Finance Minister Steven Joyce has welcomed the OECD’s latest review of the New Zealand economy as outlined in a report released today.

“The 2017 OECD Survey of New Zealand notes New Zealand’s strong economic growth off the back of a booming tourism market, strong net inward migration, solid construction activity and supportive monetary policy,” Mr Joyce says.

The report is also positive about New Zealand’s sound fiscal position with low public debt and a balanced budget.

“The report highlights that New Zealand outperforms most OECD economies in regards to our standard of living, health status, the quality of our education system and our overall environmental quality. 

It shows that New Zealand’s labour market is performing strongly with high levels of employment and relatively strong real wage growth since the Global Financial Crisis. New Zealand also has one of the lowest gender pay gaps in the whole of the OECD.”  

The OECD makes recommendations under three key themes, making growth more sustainable and greener, improving productivity, and adapting to the changing labour market.

“The report is consistent with the government’s economic policy direction, with our strong focus through the Business Growth Agenda on increasing our international connections, encouraging more international investment, improving environmental outcomes, lifting the level of business research and development, and training young people in the skills needed for the modern world, especially in fields like engineering and ICT.”

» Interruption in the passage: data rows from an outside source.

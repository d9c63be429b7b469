//! Configuration system
//!
//! Collision settings can be stored as TOML or RON; the format is picked
//! from the file extension.

use std::path::Path;

pub use serde::{Serialize, Deserialize};

/// Configuration trait
pub trait Config: Serialize + for<'de> Deserialize<'de> + Default {
    /// Load configuration from file
    fn load_from_file(path: impl AsRef<Path>) -> Result<Self, ConfigError> {
        let path = path.as_ref();
        let contents = std::fs::read_to_string(path)?;

        match ConfigFormat::from_path(path)? {
            ConfigFormat::Toml => toml::from_str(&contents).map_err(|e| ConfigError::Parse(e.to_string())),
            ConfigFormat::Ron => ron::from_str(&contents).map_err(|e| ConfigError::Parse(e.to_string())),
        }
    }

    /// Save configuration to file
    fn save_to_file(&self, path: impl AsRef<Path>) -> Result<(), ConfigError> {
        let path = path.as_ref();
        let contents = match ConfigFormat::from_path(path)? {
            ConfigFormat::Toml => {
                toml::to_string_pretty(self).map_err(|e| ConfigError::Serialize(e.to_string()))?
            }
            ConfigFormat::Ron => ron::ser::to_string_pretty(self, ron::ser::PrettyConfig::default())
                .map_err(|e| ConfigError::Serialize(e.to_string()))?,
        };

        std::fs::write(path, contents).map_err(ConfigError::Io)
    }

    /// Load from file, falling back to defaults when it is missing or invalid
    fn load_or_default(path: impl AsRef<Path>) -> Self {
        let path = path.as_ref();
        Self::load_from_file(path).unwrap_or_else(|e| {
            log::warn!("Using default configuration, could not load {}: {}", path.display(), e);
            Self::default()
        })
    }
}

enum ConfigFormat {
    Toml,
    Ron,
}

impl ConfigFormat {
    fn from_path(path: &Path) -> Result<Self, ConfigError> {
        match path.extension().and_then(|ext| ext.to_str()) {
            Some("toml") => Ok(Self::Toml),
            Some("ron") => Ok(Self::Ron),
            _ => Err(ConfigError::UnsupportedFormat(path.display().to_string())),
        }
    }
}

/// Configuration errors
#[derive(thiserror::Error, Debug)]
pub enum ConfigError {
    /// IO error
    #[error("IO error: {0}")]
    Io(#[from] std::io::Error),

    /// Parse error
    #[error("Parse error: {0}")]
    Parse(String),

    /// Serialization error
    #[error("Serialization error: {0}")]
    Serialize(String),

    /// Unsupported format
    #[error("Unsupported format: {0}")]
    UnsupportedFormat(String),
}

/// Which collision test to run
#[derive(Debug, Clone, Copy, PartialEq, Eq, Default, Serialize, Deserialize)]
#[serde(rename_all = "snake_case")]
pub enum CollisionMethod {
    /// Radius approximation
    Circle,
    /// Separating axis test on oriented rectangles
    BoundingBox,
    /// Alpha overlap
    #[default]
    PixelPerfect,
}

/// Collision settings
#[derive(Debug, Clone, PartialEq, Eq, Serialize, Deserialize)]
#[serde(default)]
pub struct CollisionConfig {
    /// Alpha a pixel must exceed to count as solid
    pub alpha_threshold: u8,
    /// Build texture masks up front instead of on the first pixel test
    pub preload_textures: bool,
    /// Test used by [`crate::physics::CollisionTester::test`]
    pub method: CollisionMethod,
}

impl Default for CollisionConfig {
    fn default() -> Self {
        Self {
            alpha_threshold: 0,
            preload_textures: true,
            method: CollisionMethod::PixelPerfect,
        }
    }
}

impl Config for CollisionConfig {}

“One of the OECD’s recommendations is adding debt-to-income limits to the Reserve Bank’s macro-prudential toolkit with attention to satisfying a cost benefit analysis,” Mr Joyce says. “Last week the Reserve Bank released its consultation document on that proposal, and I am looking forward seeing the responses to it.” 

The OECD also recommend bringing forward the age of eligibility for Superannuation increase, lengthening the transition period, and  indexing the pension age to life expectancy.

“The Government is confident its existing plans for adjusting superannuation policy strike the right balance between ensuring sustainability of the scheme and providing time for current generations of working New Zealanders to respond to any change.”

Mr Joyce said the OECD report will be helpful in assisting New Zealand policymakers to respond to current and emerging economic issues.

“It is always good to have our thinking tested by international agencies like the OECD. While we don’t always agree with the OECD’s proposed policy response, it is encouraging to see that government agencies and the OECD broadly aligned on the future opportunities and challenges facing the New Zealand economy.”